Poster
Closest Neighbors are Harmful for Lightweight Masked Auto-encoders
Jian Meng · Ahmed Hasssan · Li Yang · Deliang Fan · Jinwoo Shin · Jae-sun Seo
Learning the visual representation via masked auto-encoder (MAE) training has been proven to be a powerful technique. Transferring the pre-trained vision transformer (ViT) to downstream tasks leads to superior performance compared to conventional task-by-task supervised learning. Recent research works on MAE focus on large-sized vision transformers(>50 million parameters) with outstanding performance.
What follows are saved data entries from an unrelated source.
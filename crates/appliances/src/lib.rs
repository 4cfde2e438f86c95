//! Home appliance discovery and the accessory snippet handed to Homebridge.

pub mod accessory;
pub mod client;
pub mod directory;
pub mod types;

pub use accessory::{ACCESSORY_TYPE, AccessorySnippet};
pub use client::ApplianceClient;
pub use directory::DeviceDirectory;
pub use types::Appliance;
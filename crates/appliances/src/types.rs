use serde::{Deserialize, Serialize};

/// One entry of `data.homeappliances` in the device-listing response.
#[derive(Debug, Clone, PartialEq, Eq, Serialize, Deserialize)]
pub struct Appliance {
    #[serde(rename = "haId")]
    pub ha_id: String,
    #[serde(default)]
    pub brand: String,
    #[serde(default)]
    pub name: String,
    /// Model code ("vib" in the API).
    #[serde(default, skip_serializing_if = "Option::is_none")]
    pub vib: Option<String>,
    #[serde(default, rename = "type", skip_serializing_if = "Option::is_none")]
    pub kind: Option<String>,
    #[serde(default)]
    pub connected: bool,
}

impl Appliance {
    /// Human name used in the accessory snippet, e.g. "Bosch Oven".
    pub fn display_name(&self) -> String {
        match (self.brand.trim(), self.name.trim()) {
            ("", "") => self.ha_id.clone(),
            (brand, "") => brand.to_string(),
            ("", name) => name.to_string(),
            (brand, name) => format!("{brand} {name}"),
        }
    }

    /// Dropdown label: display name plus model code and identifier.
    pub fn label(&self) -> String {
        match self.vib.as_deref().filter(|v| !v.is_empty()) {
            Some(vib) => format!("{} {} ({})", self.display_name(), vib, self.ha_id),
            None => format!("{} ({})", self.display_name(), self.ha_id),
        }
    }
}

#[derive(Debug, Deserialize)]
pub(crate) struct ApplianceListResponse {
    pub data: ApplianceListData,
}

#[derive(Debug, Deserialize)]
pub(crate) struct ApplianceListData {
    #[serde(default)]
    pub homeappliances: Vec<Appliance>,
}
//! Local configuration: the client credentials file and the provider endpoints.

pub mod credentials;
pub mod endpoints;

pub use credentials::{ClientCredentials, load_credentials};
pub use endpoints::{DEFAULT_API_BASE, ProviderEndpoints};
use std::path::Path;

use serde::Serialize;

use crate::types::Appliance;

/// Accessory type registered by the Homebridge plugin that consumes the token file.
pub const ACCESSORY_TYPE: &str = "HCDevice";

/// Configuration block pasted into Homebridge's `accessories` array.
#[derive(Debug, Clone, PartialEq, Eq, Serialize)]
#[serde(rename_all = "camelCase")]
pub struct AccessorySnippet {
    pub accessory: String,
    pub name: String,
    pub token_path: String,
    #[serde(rename = "haId")]
    pub ha_id: String,
}

impl AccessorySnippet {
    pub fn new(appliance: &Appliance, token_path: &Path) -> Self {
        Self {
            accessory: ACCESSORY_TYPE.to_string(),
            name: appliance.display_name(),
            token_path: token_path.display().to_string(),
            ha_id: appliance.ha_id.clone(),
        }
    }

    pub fn to_pretty_json(&self) -> serde_json::Result<String> {
        serde_json::to_string_pretty(self)
    }
}
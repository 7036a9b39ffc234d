use petgraph::stable_graph::NodeIndex;
use trussopt::{vector, Support, Truss, TrussEditError, Vector2};

/// Joints of the three-bar demonstration truss.
#[derive(Debug, Clone, Copy)]
pub struct ThreeBarGeometry {
    /// Pinned corner at the origin.
    pub pinned_joint: NodeIndex,
    /// Roller at the right end of the base.
    pub roller_joint: NodeIndex,
    /// Apex carrying the load.
    pub loaded_joint: NodeIndex,
}

/// Horizontal load applied at the apex, in newtons.
pub const APEX_LOAD: Vector2 = vector(100.0, 0.0);

/// Build the bare right-triangle truss before any supports or loads are applied.
///
/// Members are added in the order base, upright, diagonal.
pub fn build_three_bar_truss() -> Result<(Truss, ThreeBarGeometry), TrussEditError> {
    let mut truss = Truss::new();
    let pinned_joint = truss.add_joint(vector(0.0, 0.0));
    let roller_joint = truss.add_joint(vector(1.0, 0.0));
    let loaded_joint = truss.add_joint(vector(1.0, 1.0));
    truss.add_member(pinned_joint, roller_joint)?;
    truss.add_member(roller_joint, loaded_joint)?;
    truss.add_member(loaded_joint, pinned_joint)?;
    Ok((
        truss,
        ThreeBarGeometry {
            pinned_joint,
            roller_joint,
            loaded_joint,
        },
    ))
}

/// Apply supports and the apex load.
///
/// A pin and a roller give exactly three reactions, which together with three
/// members makes the truss statically determinate
/// (<https://en.wikipedia.org/wiki/Statically_determinate>).
pub fn apply_three_bar_conditions(
    truss: &mut Truss,
    geometry: &ThreeBarGeometry,
) -> Result<(), TrussEditError> {
    truss.set_support(geometry.pinned_joint, Support::Pin)?;

    // The roller sits on the ground, so it only pushes back vertically.
    truss.set_support(geometry.roller_joint, Support::HorizontalRoller)?;

    truss.set_load(geometry.loaded_joint, APEX_LOAD)
}
//! Configuration for the topology search.
//!
//! Values not present in a configuration file keep their defaults, which reproduce
//! an 800 by 800 drawing area with two supports on the left and a load on the right.
//!
//! ```toml
//! interior_points = 5
//! jitter = 4.0
//! fitness = "force-and-geometry"
//! seed = 7
//!
//! [load]
//! x = 0.0
//! y = 250.0
//! ```

use std::path::Path;

use serde::{Deserialize, Serialize};

use crate::errors::ConfigError;
use crate::fitness::FitnessPolicy;
use crate::geometry::{vector, Vector2};

/// Axis-aligned rectangle in which fresh interior points are sampled.
#[derive(Clone, Copy, Debug, PartialEq, Serialize, Deserialize)]
pub struct Region {
    /// Lower-left corner.
    pub min: Vector2,
    /// Upper-right corner.
    pub max: Vector2,
}

impl Region {
    /// Whether `point` lies inside the region, edges included.
    #[must_use]
    pub fn contains(&self, point: Vector2) -> bool {
        (self.min.x..=self.max.x).contains(&point.x) && (self.min.y..=self.max.y).contains(&point.y)
    }
}

impl Default for Region {
    fn default() -> Self {
        Self {
            min: vector(100.0, 100.0),
            max: vector(700.0, 700.0),
        }
    }
}

/// Tunable parameters of [`Optimizer`](crate::Optimizer).
#[derive(Clone, Debug, PartialEq, Serialize, Deserialize)]
#[serde(default)]
pub struct OptimizerConfig {
    /// Number of random interior points in a fresh candidate.
    pub interior_points: usize,
    /// Sampling area for new interior points.
    pub region: Region,
    /// Anchor carrying the pin support.
    pub upper_support: Vector2,
    /// Anchor restrained horizontally only.
    pub lower_support: Vector2,
    /// Anchor the load is applied to.
    pub load_point: Vector2,
    /// Force applied at `load_point`.
    pub load: Vector2,
    /// Width of the uniform jitter added to each interior coordinate per mutation.
    pub jitter: f64,
    /// Chance per mutation of deleting one interior point.
    pub delete_probability: f64,
    /// Chance per mutation of inserting new interior points.
    pub insert_probability: f64,
    /// Number of points inserted when an insertion happens.
    pub insert_count: usize,
    /// Upper bound on the total point count, anchors included.
    pub max_points: usize,
    /// Scoring policy.
    pub fitness: FitnessPolicy,
    /// Seed for the random number generator; drawn from the OS when absent.
    pub seed: Option<u64>,
}

impl Default for OptimizerConfig {
    fn default() -> Self {
        Self {
            interior_points: 3,
            region: Region::default(),
            upper_support: vector(50.0, 200.0),
            lower_support: vector(50.0, 600.0),
            load_point: vector(750.0, 400.0),
            load: vector(0.0, 100.0),
            jitter: 10.0,
            delete_probability: 0.1,
            insert_probability: 0.1,
            insert_count: 1,
            max_points: 20,
            fitness: FitnessPolicy::ForceRms,
            seed: None,
        }
    }
}

impl OptimizerConfig {
    /// Check that every value is in range.
    ///
    /// # Errors
    ///
    /// Returns [`ConfigError::Invalid`] describing the first out-of-range value.
    pub fn validate(&self) -> Result<(), ConfigError> {
        let invalid = |message: String| Err(ConfigError::Invalid(message));
        for (name, probability) in [
            ("delete_probability", self.delete_probability),
            ("insert_probability", self.insert_probability),
        ] {
            if !(0.0..=1.0).contains(&probability) {
                return invalid(format!("{name} must lie in [0, 1] (received {probability})"));
            }
        }
        if !(self.jitter.is_finite() && self.jitter >= 0.0) {
            return invalid(format!(
                "jitter must be finite and non-negative (received {})",
                self.jitter
            ));
        }
        if !(self.region.min.x < self.region.max.x && self.region.min.y < self.region.max.y) {
            return invalid("region min must lie strictly below and left of max".to_owned());
        }
        if self.max_points <= crate::optimizer::ANCHOR_COUNT {
            return invalid(format!(
                "max_points must exceed the {} anchors (received {})",
                crate::optimizer::ANCHOR_COUNT,
                self.max_points
            ));
        }
        if self.insert_count == 0 {
            return invalid("insert_count must be at least 1".to_owned());
        }
        Ok(())
    }

    /// Parse and validate a TOML configuration.
    ///
    /// # Errors
    ///
    /// Returns [`ConfigError::Parse`] for malformed TOML and [`ConfigError::Invalid`]
    /// for out-of-range values.
    ///
    /// # Examples
    /// ```
    /// use trussopt::{FitnessPolicy, OptimizerConfig};
    ///
    /// let config = OptimizerConfig::from_toml("fitness = \"force-and-geometry\"")?;
    /// assert_eq!(config.fitness, FitnessPolicy::ForceAndGeometry);
    /// assert_eq!(config.max_points, 20);
    /// # Ok::<(), trussopt::ConfigError>(())
    /// ```
    pub fn from_toml(content: &str) -> Result<Self, ConfigError> {
        let config = toml::from_str::<Self>(content)?;
        config.validate()?;
        Ok(config)
    }

    /// Read, parse and validate a TOML configuration file.
    ///
    /// # Errors
    ///
    /// Returns [`ConfigError::Io`] when the file cannot be read, otherwise as
    /// [`OptimizerConfig::from_toml`].
    pub fn load(path: impl AsRef<Path>) -> Result<Self, ConfigError> {
        let content = std::fs::read_to_string(path)?;
        Self::from_toml(&content)
    }
}
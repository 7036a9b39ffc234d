use approx::assert_relative_eq;
use petgraph::stable_graph::{EdgeIndex, NodeIndex};
use trussopt::{
    analyze, vector, Analysis, FitnessPolicy, Load, Reaction, Support, Truss, TrussProblem,
    Vector2,
};

#[derive(Debug, Clone, Copy)]
struct ThreeBarGeometry {
    pinned_joint: NodeIndex,
    roller_joint: NodeIndex,
    loaded_joint: NodeIndex,
    diagonal: EdgeIndex,
}

fn build_three_bar_truss() -> (Truss, ThreeBarGeometry) {
    let mut truss = Truss::new();
    let pinned_joint = truss.add_joint(vector(0.0, 0.0));
    let roller_joint = truss.add_joint(vector(1.0, 0.0));
    let loaded_joint = truss.add_joint(vector(1.0, 1.0));
    truss
        .add_member(pinned_joint, roller_joint)
        .expect("base member joins existing joints");
    truss
        .add_member(roller_joint, loaded_joint)
        .expect("upright member joins existing joints");
    let diagonal = truss
        .add_member(loaded_joint, pinned_joint)
        .expect("diagonal member joins existing joints");

    (
        truss,
        ThreeBarGeometry {
            pinned_joint,
            roller_joint,
            loaded_joint,
            diagonal,
        },
    )
}

fn apply_three_bar_conditions(truss: &mut Truss, geometry: &ThreeBarGeometry) {
    truss
        .set_support(geometry.pinned_joint, Support::Pin)
        .expect("pin assignment succeeds");
    truss
        .set_support(geometry.roller_joint, Support::HorizontalRoller)
        .expect("roller assignment succeeds");
    truss
        .set_load(geometry.loaded_joint, vector(100.0, 0.0))
        .expect("load assignment succeeds");
}

fn free_bar() -> TrussProblem {
    TrussProblem {
        vertices: vec![vector(0.0, 0.0), vector(1.0, 0.0)],
        edges: vec![(0, 1)],
        reactions: Vec::new(),
        loads: vec![Load::new(1, vector(0.0, -10.0))],
    }
}

#[test]
fn builds_expected_topology() {
    let (truss, geometry) = build_three_bar_truss();

    assert_eq!(truss.joint_count(), 3);
    assert_eq!(truss.member_count(), 3);
    assert_eq!(geometry.pinned_joint.index(), 0);
    assert_eq!(geometry.loaded_joint.index(), 2);
    assert_eq!(geometry.diagonal.index(), 2);
}

#[test]
fn editor_and_problem_analysis_agree() {
    let (mut truss, geometry) = build_three_bar_truss();
    apply_three_bar_conditions(&mut truss, &geometry);

    assert!(truss.evaluate().expect("valid references"));
    let analysis = analyze(&truss.to_problem()).expect("valid references");
    let tensions = analysis.tensions().expect("determinate truss");

    for (index, &expected) in tensions.iter().enumerate() {
        let tension = truss
            .member_tension(EdgeIndex::new(index))
            .expect("tension stored after evaluation");
        assert_relative_eq!(tension, expected, epsilon = 1.0e-9);
    }
}

#[test]
fn three_bar_response_matches_hand_calculation() {
    let (mut truss, geometry) = build_three_bar_truss();
    apply_three_bar_conditions(&mut truss, &geometry);
    truss.evaluate().expect("valid references");

    let diagonal = truss
        .member_tension(geometry.diagonal)
        .expect("diagonal tension available");
    assert_relative_eq!(diagonal, 100.0 * 2.0_f64.sqrt(), epsilon = 1.0e-9);

    let pin = truss
        .joint_reaction(geometry.pinned_joint)
        .expect("pin reaction available");
    let roller = truss
        .joint_reaction(geometry.roller_joint)
        .expect("roller reaction available");
    assert_relative_eq!(pin.x, -100.0, epsilon = 1.0e-9);
    assert_relative_eq!(pin.y, -100.0, epsilon = 1.0e-9);
    assert_relative_eq!(roller.x, 0.0, epsilon = 1.0e-9);
    assert_relative_eq!(roller.y, 100.0, epsilon = 1.0e-9);
    assert!(truss.joint_reaction(geometry.loaded_joint).is_none());
    assert_relative_eq!(
        truss.max_force().expect("forces available"),
        100.0 * 2.0_f64.sqrt(),
        epsilon = 1.0e-9
    );
}

#[test]
fn reactions_balance_applied_loads() {
    let problem = TrussProblem {
        vertices: vec![vector(0.0, 0.0), vector(4.0, 0.0), vector(2.0, 3.0)],
        edges: vec![(0, 1), (1, 2), (2, 0)],
        reactions: vec![
            Reaction::new(0, Vector2::UNIT_X),
            Reaction::new(0, Vector2::UNIT_Y),
            Reaction::new(1, Vector2::UNIT_Y),
        ],
        loads: vec![Load::new(2, vector(15.0, -40.0))],
    };

    let solution = match analyze(&problem).expect("valid references") {
        Analysis::Solved(solution) => solution,
        Analysis::Unsolvable => panic!("determinate truss should solve"),
    };
    let total = solution.total_reaction();
    assert_relative_eq!(total.x, -15.0, epsilon = 1.0e-9);
    assert_relative_eq!(total.y, 40.0, epsilon = 1.0e-9);
}

#[test]
fn free_floating_bar_is_unsolvable() {
    let analysis = analyze(&free_bar()).expect("valid references");
    assert_eq!(analysis, Analysis::Unsolvable);

    let problem = free_bar();
    for policy in [FitnessPolicy::ForceRms, FitnessPolicy::ForceAndGeometry] {
        let rating = policy.evaluate(&problem.vertices, &problem.edges, analysis.tensions());
        assert_eq!(rating, f64::INFINITY);
    }
}

#[test]
fn removing_a_member_makes_the_truss_unsolvable() {
    let (mut truss, geometry) = build_three_bar_truss();
    apply_three_bar_conditions(&mut truss, &geometry);
    assert!(truss.evaluate().expect("valid references"));

    truss
        .remove_member(geometry.diagonal)
        .expect("diagonal exists");
    assert!(!truss.evaluate().expect("valid references"));
    assert!(truss.max_force().is_none());
    assert!(truss.joint_reaction(geometry.pinned_joint).is_none());
}
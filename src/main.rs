mod analysis;
mod conditions;
mod report;

use std::error::Error;
use std::path::PathBuf;

use clap::{Parser, Subcommand};
use tracing_subscriber::EnvFilter;
use trussopt::{OptimizerConfig, TrussProblem};

use analysis::{run_analysis, run_search};
use conditions::{apply_three_bar_conditions, build_three_bar_truss};
use report::{render_search, render_summary};

#[derive(Parser)]
#[command(name = "trussopt")]
#[command(about = "Equilibrium analysis and topology search for 2D trusses")]
struct Cmd {
    #[command(subcommand)]
    action: Action,
}

#[derive(Subcommand)]
enum Action {
    /// Solve a truss for member tensions and support reactions
    Analyze {
        /// JSON problem file; the three-bar demonstration truss when omitted
        #[arg(long)]
        problem: Option<PathBuf>,
        /// Print the result as JSON instead of text
        #[arg(long)]
        json: bool,
    },
    /// Search for a low-force truss between two supports and a loaded point
    Optimize {
        /// TOML optimizer configuration; defaults when omitted
        #[arg(long)]
        config: Option<PathBuf>,
        /// Number of optimizer ticks to run
        #[arg(long, default_value_t = 5000)]
        ticks: u64,
        /// Overrides the seed from the configuration
        #[arg(long)]
        seed: Option<u64>,
        /// Print the best layout as JSON instead of text
        #[arg(long)]
        json: bool,
    },
}

fn main() -> Result<(), Box<dyn Error>> {
    let filter = EnvFilter::try_from_default_env().unwrap_or_else(|_| EnvFilter::new("info"));
    tracing_subscriber::fmt()
        .with_env_filter(filter)
        .with_target(false)
        .with_writer(std::io::stderr)
        .init();

    let cmd = Cmd::parse();
    match cmd.action {
        Action::Analyze { problem, json } => analyze(problem, json),
        Action::Optimize {
            config,
            ticks,
            seed,
            json,
        } => optimize(config, ticks, seed, json),
    }
}

fn analyze(path: Option<PathBuf>, json: bool) -> Result<(), Box<dyn Error>> {
    let problem = match path {
        Some(path) => {
            let content = std::fs::read_to_string(&path)?;
            serde_json::from_str::<TrussProblem>(&content)?
        }
        None => {
            // Right triangle pinned at the origin, rolling at (1, 0), pushed sideways at the apex.
            let (mut truss, geometry) = build_three_bar_truss()?;
            apply_three_bar_conditions(&mut truss, &geometry)?;
            truss.to_problem()
        }
    };

    let summary = run_analysis(problem)?;
    if json {
        println!("{}", serde_json::to_string_pretty(&summary)?);
    } else {
        print!("{}", render_summary(&summary));
    }
    Ok(())
}

fn optimize(
    path: Option<PathBuf>,
    ticks: u64,
    seed: Option<u64>,
    json: bool,
) -> Result<(), Box<dyn Error>> {
    let mut config = match path {
        Some(path) => OptimizerConfig::load(path)?,
        None => OptimizerConfig::default(),
    };
    if seed.is_some() {
        config.seed = seed;
    }
    tracing::info!(ticks, seed = ?config.seed, fitness = ?config.fitness, "starting search");

    let summary = run_search(config, ticks)?;
    if json {
        println!("{}", serde_json::to_string_pretty(&summary)?);
    } else {
        print!("{}", render_search(&summary));
    }
    Ok(())
}

#[cfg(test)]
mod tests {
    use clap::CommandFactory;

    use super::*;

    #[test]
    fn every_argument_has_help() {
        let command = Cmd::command();
        command.clone().debug_assert();
        for subcommand in command.get_subcommands() {
            for arg in subcommand.get_arguments() {
                assert!(
                    arg.get_help().is_some(),
                    "{} --{} has no help",
                    subcommand.get_name(),
                    arg.get_id()
                );
            }
        }
    }

    #[test]
    fn optimize_defaults_to_five_thousand_ticks() {
        let cmd = Cmd::try_parse_from(["trussopt", "optimize", "--seed", "4"]).expect("valid args");
        match cmd.action {
            Action::Optimize {
                ticks, seed, json, ..
            } => {
                assert_eq!(ticks, 5000);
                assert_eq!(seed, Some(4));
                assert!(!json);
            }
            Action::Analyze { .. } => panic!("parsed the wrong subcommand"),
        }
    }
}
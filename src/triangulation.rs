//! Candidate adjacency from a point set.
//!
//! The optimizer only needs an undirected edge list. Triangulators hand back a
//! half-edge mesh; [`mesh_edges`] flattens it.

use crate::geometry::Vector2;
use crate::problem::Edge;

/// Triangle mesh in half-edge form.
///
/// Half-edge `i` starts at vertex `triangles[i]` and ends at the start of
/// [`next_halfedge`]`(i)`. `halfedges[i]` is the opposite half-edge in the
/// neighbouring triangle, or `None` on the convex hull.
#[derive(Clone, Debug, Default, PartialEq, Eq)]
pub struct HalfEdgeMesh {
    /// Start vertex of every half-edge, three per triangle.
    pub triangles: Vec<usize>,
    /// Opposite half-edge of every half-edge.
    pub halfedges: Vec<Option<usize>>,
}

/// Index of the half-edge following `i` within its triangle.
#[must_use]
pub fn next_halfedge(i: usize) -> usize {
    if i % 3 == 2 {
        i - 2
    } else {
        i + 1
    }
}

/// Produces a half-edge mesh over a point set.
pub trait Triangulate {
    /// Triangulate `points`; fewer than three or collinear points give an empty mesh.
    fn triangulate(&self, points: &[Vector2]) -> HalfEdgeMesh;
}

/// Delaunay triangulation backed by the `delaunator` crate.
#[derive(Clone, Copy, Debug, Default)]
pub struct Delaunay;

impl Triangulate for Delaunay {
    fn triangulate(&self, points: &[Vector2]) -> HalfEdgeMesh {
        let points: Vec<delaunator::Point> = points
            .iter()
            .map(|p| delaunator::Point { x: p.x, y: p.y })
            .collect();
        let triangulation = delaunator::triangulate(&points);
        HalfEdgeMesh {
            triangles: triangulation.triangles,
            halfedges: triangulation
                .halfedges
                .into_iter()
                .map(|pair| (pair != delaunator::EMPTY).then_some(pair))
                .collect(),
        }
    }
}

/// Every interior edge of the mesh exactly once.
///
/// A half-edge is kept when its opposite index is not smaller. Hull half-edges have
/// no opposite and are skipped, so members only join points that share two triangles.
///
/// # Examples
/// ```
/// use trussopt::{mesh_edges, HalfEdgeMesh};
///
/// // Two triangles sharing the diagonal 0-2; the four outer sides are hull.
/// let square = HalfEdgeMesh {
///     triangles: vec![0, 1, 2, 2, 3, 0],
///     halfedges: vec![None, None, Some(5), None, None, Some(2)],
/// };
/// assert_eq!(mesh_edges(&square), vec![(2, 0)]);
/// ```
#[must_use]
pub fn mesh_edges(mesh: &HalfEdgeMesh) -> Vec<Edge> {
    mesh.halfedges
        .iter()
        .enumerate()
        .filter(|&(i, pair)| pair.is_some_and(|j| j >= i))
        .map(|(i, _)| (mesh.triangles[i], mesh.triangles[next_halfedge(i)]))
        .collect()
}

#[cfg(test)]
mod tests {
    use std::collections::HashSet;

    use super::*;
    use crate::geometry::vector;

    fn undirected(edges: &[Edge]) -> HashSet<(usize, usize)> {
        edges.iter().map(|&(a, b)| (a.min(b), a.max(b))).collect()
    }

    #[test]
    fn next_halfedge_wraps_within_triangle() {
        assert_eq!(next_halfedge(0), 1);
        assert_eq!(next_halfedge(2), 0);
        assert_eq!(next_halfedge(5), 3);
    }

    #[test]
    fn shared_edges_are_kept_once() {
        // Two triangles sharing the diagonal 0-2 of a unit square.
        let mesh = HalfEdgeMesh {
            triangles: vec![0, 1, 2, 2, 3, 0],
            halfedges: vec![None, None, Some(5), None, None, Some(2)],
        };
        let edges = mesh_edges(&mesh);
        assert_eq!(edges.len(), 1);
        assert_eq!(undirected(&edges), HashSet::from([(0, 2)]));
    }

    #[test]
    fn hull_only_mesh_has_no_edges() {
        let single = HalfEdgeMesh {
            triangles: vec![0, 1, 2],
            halfedges: vec![None, None, None],
        };
        assert!(mesh_edges(&single).is_empty());
    }

    #[test]
    fn fan_keeps_spokes_and_drops_rim() {
        // Centre 0 surrounded by 1, 2, 3; the rim 1-2-3 is the hull.
        let mesh = HalfEdgeMesh {
            triangles: vec![0, 1, 2, 0, 2, 3, 0, 3, 1],
            halfedges: vec![
                Some(8),
                None,
                Some(3),
                Some(2),
                None,
                Some(6),
                Some(5),
                None,
                Some(0),
            ],
        };
        let edges = mesh_edges(&mesh);
        assert_eq!(edges.len(), 3);
        assert_eq!(undirected(&edges), HashSet::from([(0, 1), (0, 2), (0, 3)]));
    }

    #[test]
    fn delaunay_square_keeps_only_the_diagonal() {
        let points = [
            vector(0.0, 0.0),
            vector(10.0, 0.0),
            vector(10.0, 11.0),
            vector(0.0, 10.0),
        ];
        let mesh = Delaunay.triangulate(&points);
        assert_eq!(mesh.triangles.len(), 6);
        assert_eq!(mesh.halfedges.iter().filter(|pair| pair.is_none()).count(), 4);
        let edges = mesh_edges(&mesh);
        assert_eq!(edges.len(), 1);
        let (a, b) = edges[0];
        assert!(a != b);
    }

    #[test]
    fn delaunay_triangle_has_no_interior_edges() {
        let points = [vector(50.0, 200.0), vector(50.0, 600.0), vector(750.0, 400.0)];
        let mesh = Delaunay.triangulate(&points);
        assert_eq!(mesh.triangles.len(), 3);
        assert!(mesh_edges(&mesh).is_empty());
    }

    #[test]
    fn degenerate_inputs_give_no_edges() {
        assert!(mesh_edges(&Delaunay.triangulate(&[])).is_empty());
        let two = [vector(0.0, 0.0), vector(1.0, 1.0)];
        assert!(mesh_edges(&Delaunay.triangulate(&two)).is_empty());
        let collinear = [vector(0.0, 0.0), vector(1.0, 1.0), vector(2.0, 2.0)];
        assert!(mesh_edges(&Delaunay.triangulate(&collinear)).is_empty());
    }
}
However, improving the generality of the under-parametrized lightweight model has been widely ignored. In practice, downstream applications are commonly intended for resource-constrained platforms, where large-scale ViT cannot easily meet the resource budget. Current lightweight MAE training heavily relies on knowledge distillation with a pre-trained teacher, whereas the root cause behind the poor performance remains under-explored. Motivated by that, this paper first introduces the concept of closest neighbor patch'' to characterize the local semantics among the input tokens. Our discovery shows that the lightweight model failed to distinguish different local information, leading to aliased understanding and poor accuracy. Motivated by this finding, we propose NoR-MAE, a novel MAE training algorithm for lightweight vision transformers. NoR-MAE elegantly repels the semantic aliasing between patches and their closest neighboring patch (semantic centroid) with negligible training cost overhead. With the ViT-Tiny model, NoR-MAE achieves up to 7.22%/3.64% accuracy improvements on ImageNet-100/ImageNet-1K datasets, as well as up to 5.13% accuracy improvements in tested downstream tasks. The source code will be released soon.